Is Winter Coming? Meteorologist Explains Why We Don’t Trust Weather Data
University of Virginia M.S. in Data Science alumnus Rohan Shroff is a meteorology software developer at World Climate Service whose primary focus lies in developing new tools to help make the lives of other meteorologists easier through improved forecast efficiency and new insights in a variety of markets. We spoke with Shroff about the incoming inclement weather, what makes weather data so unpredictable, and how AI is changing the field of meteorology.
Q: People joke whether we will get one inch or 22 inches of snow. What makes weather data so unpredictable?
Shroff: The biggest limitation is the accuracy and resolution of the input data that goes into a weather model. To create a forecast, a weather model first needs to ingest hundreds of millions of observations from around the globe — things like temperature, humidity, pressure, etc. Because the atmosphere is chaotic, even tiny errors at the start, often called the butterfly effect, can grow exponentially, leading to large forecast differences after just five to seven days!

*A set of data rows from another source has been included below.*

//! Initial centroid selection.
//!
//! k-means++ picks the first centroid uniformly at random and every following
//! one with probability proportional to how far a point is from its nearest
//! already-chosen centroid (see [`DistanceMetric::seeding_weight`]). The row index
//! of every chosen point is kept so a run can be audited or replayed with
//! [`Seeding::Fixed`].

use rand::seq::index;
use rand::Rng;

use crate::error::{Error, Result};
use crate::metric::DistanceMetric;

/// How a run picks its first `k` centroids.
#[derive(Debug, Clone, PartialEq, Default)]
pub enum Seeding {
    /// k-means++ weighted selection.
    #[default]
    PlusPlus,
    /// `k` distinct rows sampled uniformly.
    Random,
    /// Exactly these rows, in this order. Bypasses the random source.
    Fixed(Vec<usize>),
}

/// The chosen starting centroids and the rows they were copied from.
#[derive(Debug, Clone, PartialEq)]
pub struct Seeds {
    pub centroids: Vec<Vec<f64>>,
    pub indices: Vec<usize>,
}

impl Seeds {
    fn from_indices(data: &[Vec<f64>], indices: Vec<usize>) -> Self {
        Self {
            centroids: indices.iter().map(|&i| data[i].clone()).collect(),
            indices,
        }
    }
}

fn check_k(data: &[Vec<f64>], k: usize) -> Result<()> {
    if k == 0 {
        return Err(Error::invalid_config("k must be at least 1"));
    }
    if k > data.len() {
        return Err(Error::invalid_config(format!(
            "k = {} exceeds the number of data points ({})",
            k,
            data.len()
        )));
    }
    Ok(())
}

/// Dispatches to the strategy named by `seeding`.
pub fn seed<R: Rng>(
    data: &[Vec<f64>],
    k: usize,
    seeding: &Seeding,
    metric: &dyn DistanceMetric,
    rng: &mut R,
) -> Result<Seeds> {
    match seeding {
        Seeding::PlusPlus => plus_plus(data, k, metric, rng),
        Seeding::Random => random_sample(data, k, rng),
        Seeding::Fixed(indices) => fixed(data, k, indices),
    }
}

/// k-means++ initialization.
///
/// # Errors
///
/// `InvalidConfiguration` if `k == 0` or `k > data.len()`; `LengthMismatch` if
/// the rows are not all the same length.
pub fn plus_plus<R: Rng>(
    data: &[Vec<f64>],
    k: usize,
    metric: &dyn DistanceMetric,
    rng: &mut R,
) -> Result<Seeds> {
    check_k(data, k)?;
    let n = data.len();

    let first = rng.gen_range(0..n);
    let mut indices = vec![first];
    let mut chosen = vec![false; n];
    chosen[first] = true;

    // score of each point against its nearest chosen centroid
    let mut nearest = data
        .iter()
        .map(|point| metric.measure(point, &data[first]))
        .collect::<Result<Vec<f64>>>()?;

    while indices.len() < k {
        let weights: Vec<f64> = nearest
            .iter()
            .zip(&chosen)
            .map(|(&score, &taken)| {
                if taken {
                    0.0
                } else {
                    metric.seeding_weight(score)
                }
            })
            .collect();

        let next = match roulette(&weights, rng.gen::<f64>()) {
            Some(i) => i,
            None => {
                // every remaining point sits on a chosen centroid
                let remaining: Vec<usize> = (0..n).filter(|&i| !chosen[i]).collect();
                remaining[rng.gen_range(0..remaining.len())]
            }
        };
        log::trace!(
            "k-means++ picked row {} as centroid {}",
            next,
            indices.len()
        );

        chosen[next] = true;
        indices.push(next);
        for (i, point) in data.iter().enumerate() {
            let score = metric.measure(point, &data[next])?;
            if metric.is_closer(score, nearest[i]) {
                nearest[i] = score;
            }
        }
    }

    Ok(Seeds::from_indices(data, indices))
}

/// Cumulative roulette selection: normalizes `weights` into probabilities and
/// returns the first index whose running total exceeds `sample` in `[0, 1)`.
/// Returns `None` when there is nothing to select from.
fn roulette(weights: &[f64], sample: f64) -> Option<usize> {
    let total: f64 = weights.iter().sum();
    if total <= 0.0 || !total.is_finite() {
        return None;
    }
    let mut cumulative = 0.0;
    let mut last_positive = None;
    for (i, &w) in weights.iter().enumerate() {
        if w <= 0.0 {
            continue;
        }
        cumulative += w / total;
        last_positive = Some(i);
        if sample < cumulative {
            return Some(i);
        }
    }
    // rounding can leave the running total a hair under 1.0
    last_positive
}

/// `k` distinct rows drawn uniformly.
pub fn random_sample<R: Rng>(data: &[Vec<f64>], k: usize, rng: &mut R) -> Result<Seeds> {
    check_k(data, k)?;
    let indices = index::sample(rng, data.len(), k).into_vec();
    Ok(Seeds::from_indices(data, indices))
}

/// Uses the caller's rows as the starting centroids.
pub fn fixed(data: &[Vec<f64>], k: usize, indices: &[usize]) -> Result<Seeds> {
    check_k(data, k)?;
    if indices.len() != k {
        return Err(Error::invalid_config(format!(
            "{} fixed seed indices given for k = {}",
            indices.len(),
            k
        )));
    }
    if let Some(&bad) = indices.iter().find(|&&i| i >= data.len()) {
        return Err(Error::invalid_config(format!(
            "fixed seed index {} out of range for {} data points",
            bad,
            data.len()
        )));
    }
    Ok(Seeds::from_indices(data, indices.to_vec()))
}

Q: What kinds of indicators are meteorologists looking for in weather data that determines the severity of a snowpocalypse?
Shroff: To get a really good snowstorm, you need two key ingredients: a strong and resilient cold air supply and a steady source of moisture. When these two parameters line up, that’s when we start to get pretty excited. Unfortunately, with this storm, while the cold air will be very impressive at the surface (< 25 degrees Fahrenheit), warm air rushing in a few thousand feet above our heads will change the snow to a mess of sleet and freezing rain by Sunday afternoon.
Q: Compared to technology available during the 2010 Snowmageddon, how does artificial intelligence help make more accurate weather predictions?
Shroff: Artificial intelligence has already become a powerful new tool in weather forecasting. AI-based weather models, which take a fraction of the time to run compared to physics-based weather models, have proven to be just as good if not better in many complex weather situations. For example, with this upcoming winter storm, the American and European AI models were among the first to identify a northward shift in the storm track and associated lower snowfall totals for Virginia, compared to our traditional weather models.
Q: How do you see meteorology evolving as fields like data science and AI also evolve?
Shroff: The biggest thing that I see is the continued rise and adoption of AI tools to help us create more accurate weather forecasts. From predicting rapid intensification of hurricanes to major cold air outbreaks, AI-based forecasting systems have already proven very valuable and will continue to do so.